- Founded: 1970
- Founder: Ron Tudor
- Defunct: 1984
- Status: Defunct
- Genre: Pop, jazz, rock
- Country of origin: Australia
- Location: Melbourne, Victoria

= Fable Records =

Fable Records was an Australian independent record company which operated from 1970 to 1984. It was one of the most successful and productive Australian 'indie' labels of the period, issuing over 300 singles and dozens of EPs and LPs. Fable made a significant initial impact in Australia in 1970-71, scoring a string of hits by new Australian artists, and throughout its history the company discovered and promoted local talent. Fable enjoyed further success between 1972 and 1975 through its subsidiary label Bootleg Records, which racked up a string of hit albums and singles by artists including Brian Cadd, the Bootleg Family Band and Kerrie Biddell.

Fable/Bootleg released a wide variety of music from rock to mainstream vocal music. Its catalogue also included theatre organ music, Christian gospel music by singing group The Proclaimers, comedy recordings by veteran entertainer Frankie Davidson, and occasional novelty items like Drummond's 'chipmunk' version of "Daddy Cool" and a piano version of "In The Summertime" by film critic and honky-tonk piano virtuoso Ivan Hutchinson. Its debut single was "Curly", by variety performer and TV host Jimmy Hannan, and one of its last releases was single by TV personality Bert Newton and the Debney Park High School Band, which reportedly reached #11 on the Melbourne charts.

Fable also had a long association with Victorian Football League (VFL), beginning in 1972, when it released a series of officially authorised VFL football club songs, adapted from 'standards' like "Yankee Doodle Dandy". These were widely played in the 1970s, at matches and on TV and radio broadcasts. In 1979, Fable artist Mike Brady released "Up There Cazaly", which effectively became the VFL anthem, reaching #1 on the Australian charts and selling over 250,000 copies, becoming the most successful Australian single ever released up to that time, and earning it a place in the Guinness Book of Records.

==History==

===Background===
Company founder Ron Tudor began his career in the music industry in the mid-1950s when he joined Melbourne label W&G Records as a sales representative, just as the company's new recording division was starting up. Over the next ten years he worked his way up through promotion to A&R and record production. Tudor discovered and first recorded emerging artists including Diana Trask, Ernie Sigley and The Seekers and was instrumental in getting The Seekers signed to W&G for their first recordings, producing their first album, which was recorded just before the group left for the UK.

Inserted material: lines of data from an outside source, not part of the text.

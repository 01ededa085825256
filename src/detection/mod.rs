//! Language detection for inbound messages.
//!
//! - `sanitize`: removes mentions and URLs before inference
//! - `script`: fast Unicode script-ratio heuristic
//! - `statistical`: trigram identification for longer text
//!
//! `detect` only runs when the combined detect+translate provider call
//! failed; otherwise the model's own detection is used.

mod sanitize;
mod script;
mod statistical;

pub use sanitize::sanitize;
pub use script::{detect_script, DetectorThresholds, ScriptCounts};
pub use statistical::{detect_statistical, MIN_STATISTICAL_LEN};

use crate::i18n::LanguageCode;
use tracing::debug;

/// Where a source-language decision came from.
#[derive(Debug, Clone, Copy, PartialEq, Eq)]
pub enum DetectionTier {
    Heuristic,
    Statistical,
    ModelReported,
}

#[derive(Debug, Clone, Copy, PartialEq, Eq)]
pub struct DetectionResult {
    pub source_language: LanguageCode,
    pub tier: DetectionTier,
}

/// Detect the language of already sanitized text. Never fails.
///
/// Text of `MIN_STATISTICAL_LEN` characters or more goes through the
/// statistical detector first; anything it cannot map (or shorter text)
/// is decided by the script heuristic.
pub fn detect(text: &str, thresholds: &DetectorThresholds) -> DetectionResult {
    if let Some(source_language) = detect_statistical(text) {
        debug!("Statistical detector: {}", source_language);
        return DetectionResult {
            source_language,
            tier: DetectionTier::Statistical,
        };
    }

    let source_language = detect_script(text, thresholds);
    debug!("Script heuristic: {}", source_language);
    DetectionResult {
        source_language,
        tier: DetectionTier::Heuristic,
    }
}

After leaving W&G in 1966 Ron spent two years working at Astor Records and in 1968 he left to set up his own independent record production company, June Productions. A year later, in late 1969, he founded Fable Records with start-up capital of just $2. Tudor also established Fable Music Publishing; songs from its catalogue have been recorded by many notable Australian acts including John Farnham, Slim Dusty, Rolf Harris, Judith Durham, Anne Kirkpatrick, Olivia Newton-John, Brian Cadd, Debbie Byrne, Max Merritt, Margaret Urlich, Natalie Imbruglia, Marcia Hines, Col Joye, Diana Trask, Normie Rowe, The Bushwackers and Colleen Hewett.

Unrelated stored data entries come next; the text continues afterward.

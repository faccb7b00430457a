//! Transport seam between the mirror and the remote debugging protocol
//!
//! The mirror only needs request/response RPC; events are pushed into it by
//! whoever owns the event stream (see `DomMirror::run`).

use async_trait::async_trait;
use cdp::CDPSession;
use serde_json::Value;

/// Issues protocol commands on behalf of a mirror
#[async_trait]
pub trait DomTransport: Send + Sync + 'static {
    async fn command(&self, method: &str, params: Value) -> cdp::Result<Value>;
}

#[async_trait]
impl DomTransport for CDPSession {
    async fn command(&self, method: &str, params: Value) -> cdp::Result<Value> {
        self.send(method, Some(params)).await
    }
}

#[cfg(test)]
pub(crate) mod mock {
    //! Scripted in-memory transport for coordinator tests

    use super::*;
    use cdp::CDPError;
    use parking_lot::Mutex;
    use std::collections::{HashMap, VecDeque};
    use std::sync::Arc;
    use tokio::sync::Notify;

    #[derive(Default)]
    pub(crate) struct ScriptedTransport {
        responses: Mutex<HashMap<String, VecDeque<cdp::Result<Value>>>>,
        calls: Mutex<Vec<(String, Value)>>,
        gates: Mutex<HashMap<String, Arc<Notify>>>,
    }

    impl ScriptedTransport {
        pub(crate) fn new() -> Arc<Self> {
            Arc::new(Self::default())
        }

        /// Queue a successful response; unscripted methods answer `{}`
        pub(crate) fn respond(&self, method: &str, result: Value) {
            self.responses
                .lock()
                .entry(method.to_string())
                .or_default()
                .push_back(Ok(result));
        }

        pub(crate) fn fail(&self, method: &str, message: &str) {
            self.responses
                .lock()
                .entry(method.to_string())
                .or_default()
                .push_back(Err(CDPError::Protocol {
                    code: -32000,
                    message: message.to_string(),
                }));
        }

        /// Hold the next call to `method` until the returned gate is notified
        pub(crate) fn gate(&self, method: &str) -> Arc<Notify> {
            let gate = Arc::new(Notify::new());
            self.gates.lock().insert(method.to_string(), gate.clone());
            gate
        }

        pub(crate) fn calls(&self) -> Vec<(String, Value)> {
            self.calls.lock().clone()
        }

        pub(crate) fn calls_to(&self, method: &str) -> usize {
            self.calls.lock().iter().filter(|(m, _)| m == method).count()
        }
    }

    #[async_trait]
    impl DomTransport for ScriptedTransport {
        async fn command(&self, method: &str, params: Value) -> cdp::Result<Value> {
            self.calls.lock().push((method.to_string(), params));
            let gate = self.gates.lock().remove(method);
            if let Some(gate) = gate {
                gate.notified().await;
            }
            let response = self
                .responses
                .lock()
                .get_mut(method)
                .and_then(|queue| queue.pop_front());
            response.unwrap_or_else(|| Ok(Value::Object(Default::default())))
        }
    }
}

An important factor in Fable's initial success was Tudor's association with the Nine Network TV talent quest New Faces. He was a member of the judging panel for several years, and among the prizes offered to heat and series winners was the chance to record with Fable. Many New Faces heat and series winners recorded for Fable and several became very successful—Liv Maessen, John Williamson, Stephen Foster, Dutch Tilders and Franciscus Henri were all New Faces 'discoveries' who launched their recording careers with Fable.

===Label launch===
Fable was officially launched in April 1970 with a batch of five singles (all by Australian artists), and quickly became very successful – seven of its first twelve singles made the national Top 40, and of the forty-one singles Fable released between April and December 1970, seventeen became hits, including two national #1s - The Mixtures' "In The Summertime" and "The Pushbike Song" - as well as four other Top 10 hits by Hans Poulsen, Liv Maessen, Jigsaw and John Williamson.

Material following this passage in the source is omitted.